Search the entries for the word "hashbrown". Copy every line that holds it.

[Records excerpted from a collection]
_ _ _ _ _ _ _

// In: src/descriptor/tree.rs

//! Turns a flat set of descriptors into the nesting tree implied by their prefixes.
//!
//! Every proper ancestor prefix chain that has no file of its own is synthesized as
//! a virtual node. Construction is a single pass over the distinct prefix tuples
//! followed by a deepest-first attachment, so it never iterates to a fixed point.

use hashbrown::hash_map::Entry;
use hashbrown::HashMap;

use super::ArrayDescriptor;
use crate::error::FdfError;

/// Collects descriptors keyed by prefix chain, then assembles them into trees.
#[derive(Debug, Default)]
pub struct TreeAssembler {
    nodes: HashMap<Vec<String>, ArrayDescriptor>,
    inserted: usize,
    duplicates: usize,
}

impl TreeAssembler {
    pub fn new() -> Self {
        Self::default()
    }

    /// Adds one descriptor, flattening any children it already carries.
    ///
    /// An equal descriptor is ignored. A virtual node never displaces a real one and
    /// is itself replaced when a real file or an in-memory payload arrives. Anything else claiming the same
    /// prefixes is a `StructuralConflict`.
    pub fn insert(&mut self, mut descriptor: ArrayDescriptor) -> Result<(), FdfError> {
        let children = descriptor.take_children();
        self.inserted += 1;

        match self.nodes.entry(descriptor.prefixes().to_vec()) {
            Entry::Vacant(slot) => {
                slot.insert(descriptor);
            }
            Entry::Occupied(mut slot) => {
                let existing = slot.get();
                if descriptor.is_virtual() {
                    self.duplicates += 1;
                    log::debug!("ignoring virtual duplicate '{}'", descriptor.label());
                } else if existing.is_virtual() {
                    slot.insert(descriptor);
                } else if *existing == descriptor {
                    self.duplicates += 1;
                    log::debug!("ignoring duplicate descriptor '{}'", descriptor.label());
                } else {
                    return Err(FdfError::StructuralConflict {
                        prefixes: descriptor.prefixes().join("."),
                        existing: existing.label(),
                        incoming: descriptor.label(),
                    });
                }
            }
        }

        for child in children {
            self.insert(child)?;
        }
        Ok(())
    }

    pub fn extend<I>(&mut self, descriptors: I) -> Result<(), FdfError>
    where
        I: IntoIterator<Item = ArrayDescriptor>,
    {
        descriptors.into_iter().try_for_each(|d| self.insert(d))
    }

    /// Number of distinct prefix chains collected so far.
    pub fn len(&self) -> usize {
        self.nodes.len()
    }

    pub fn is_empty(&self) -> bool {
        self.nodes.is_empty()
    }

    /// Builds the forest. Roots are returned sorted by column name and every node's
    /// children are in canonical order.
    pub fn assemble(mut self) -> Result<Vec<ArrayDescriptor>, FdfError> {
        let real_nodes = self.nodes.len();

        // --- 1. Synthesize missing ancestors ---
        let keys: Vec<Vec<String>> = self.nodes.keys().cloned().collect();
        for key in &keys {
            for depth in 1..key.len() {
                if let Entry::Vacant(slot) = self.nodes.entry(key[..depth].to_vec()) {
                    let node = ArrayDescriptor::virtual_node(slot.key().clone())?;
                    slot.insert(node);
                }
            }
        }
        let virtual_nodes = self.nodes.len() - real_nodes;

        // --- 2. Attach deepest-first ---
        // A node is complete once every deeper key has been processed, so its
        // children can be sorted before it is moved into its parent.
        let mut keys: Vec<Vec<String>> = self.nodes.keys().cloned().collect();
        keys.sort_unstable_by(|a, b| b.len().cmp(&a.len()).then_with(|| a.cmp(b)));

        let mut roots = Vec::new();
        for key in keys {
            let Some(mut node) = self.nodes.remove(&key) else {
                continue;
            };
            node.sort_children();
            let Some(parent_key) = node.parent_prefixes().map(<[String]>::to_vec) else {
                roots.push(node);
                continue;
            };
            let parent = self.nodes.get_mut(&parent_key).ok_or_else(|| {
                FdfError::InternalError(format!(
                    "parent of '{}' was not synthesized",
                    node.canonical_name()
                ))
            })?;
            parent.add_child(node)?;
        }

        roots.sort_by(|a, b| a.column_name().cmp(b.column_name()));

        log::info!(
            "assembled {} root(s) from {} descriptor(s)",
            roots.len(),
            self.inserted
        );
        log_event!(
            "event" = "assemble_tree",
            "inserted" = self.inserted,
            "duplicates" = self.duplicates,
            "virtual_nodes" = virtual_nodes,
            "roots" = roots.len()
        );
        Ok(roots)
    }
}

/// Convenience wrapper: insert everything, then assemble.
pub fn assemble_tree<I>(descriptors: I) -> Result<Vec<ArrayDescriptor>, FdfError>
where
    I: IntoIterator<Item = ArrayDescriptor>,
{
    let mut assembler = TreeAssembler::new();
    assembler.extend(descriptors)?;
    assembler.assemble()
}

_ _ _ _ _ _ _

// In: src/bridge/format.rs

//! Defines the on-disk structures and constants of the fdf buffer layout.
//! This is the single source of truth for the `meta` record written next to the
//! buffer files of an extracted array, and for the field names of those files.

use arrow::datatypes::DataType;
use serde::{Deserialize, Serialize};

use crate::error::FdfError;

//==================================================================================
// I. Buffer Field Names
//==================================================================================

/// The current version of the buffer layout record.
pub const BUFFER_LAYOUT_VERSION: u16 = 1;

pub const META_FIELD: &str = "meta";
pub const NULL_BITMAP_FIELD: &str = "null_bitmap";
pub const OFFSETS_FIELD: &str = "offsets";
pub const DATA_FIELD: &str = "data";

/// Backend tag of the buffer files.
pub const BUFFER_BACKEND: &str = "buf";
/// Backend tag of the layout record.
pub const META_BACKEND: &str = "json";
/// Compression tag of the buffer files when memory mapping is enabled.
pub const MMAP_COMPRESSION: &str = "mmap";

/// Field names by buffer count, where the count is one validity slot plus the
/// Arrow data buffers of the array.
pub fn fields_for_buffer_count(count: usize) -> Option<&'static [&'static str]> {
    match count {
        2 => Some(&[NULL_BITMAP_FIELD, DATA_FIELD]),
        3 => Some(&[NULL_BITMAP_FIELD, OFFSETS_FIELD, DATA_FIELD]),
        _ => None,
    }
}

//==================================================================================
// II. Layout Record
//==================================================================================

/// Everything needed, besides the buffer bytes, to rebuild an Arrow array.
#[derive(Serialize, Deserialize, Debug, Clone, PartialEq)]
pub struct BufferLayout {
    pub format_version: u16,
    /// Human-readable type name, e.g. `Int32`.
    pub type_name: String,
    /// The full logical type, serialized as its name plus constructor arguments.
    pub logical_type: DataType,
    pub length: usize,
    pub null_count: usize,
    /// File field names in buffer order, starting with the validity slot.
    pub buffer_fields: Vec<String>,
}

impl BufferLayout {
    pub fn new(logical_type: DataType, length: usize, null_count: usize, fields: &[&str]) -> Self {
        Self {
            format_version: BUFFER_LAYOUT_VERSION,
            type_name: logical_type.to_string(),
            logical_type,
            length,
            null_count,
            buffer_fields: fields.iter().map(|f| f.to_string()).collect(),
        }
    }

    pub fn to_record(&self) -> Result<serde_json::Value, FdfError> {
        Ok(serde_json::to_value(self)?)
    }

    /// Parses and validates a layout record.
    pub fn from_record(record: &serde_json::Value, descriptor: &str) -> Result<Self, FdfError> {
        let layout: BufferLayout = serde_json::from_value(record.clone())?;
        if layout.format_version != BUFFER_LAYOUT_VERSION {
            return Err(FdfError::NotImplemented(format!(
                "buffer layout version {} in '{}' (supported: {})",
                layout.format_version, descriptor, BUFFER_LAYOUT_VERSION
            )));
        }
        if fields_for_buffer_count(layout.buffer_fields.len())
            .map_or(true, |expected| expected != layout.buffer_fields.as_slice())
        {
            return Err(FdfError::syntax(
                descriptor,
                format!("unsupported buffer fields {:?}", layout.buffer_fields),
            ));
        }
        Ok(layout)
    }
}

_ _ _ _ _ _ _

### EXERCISE SOLUTION
use hashbrown::hash_map::Entry;
use hashbrown::HashMap;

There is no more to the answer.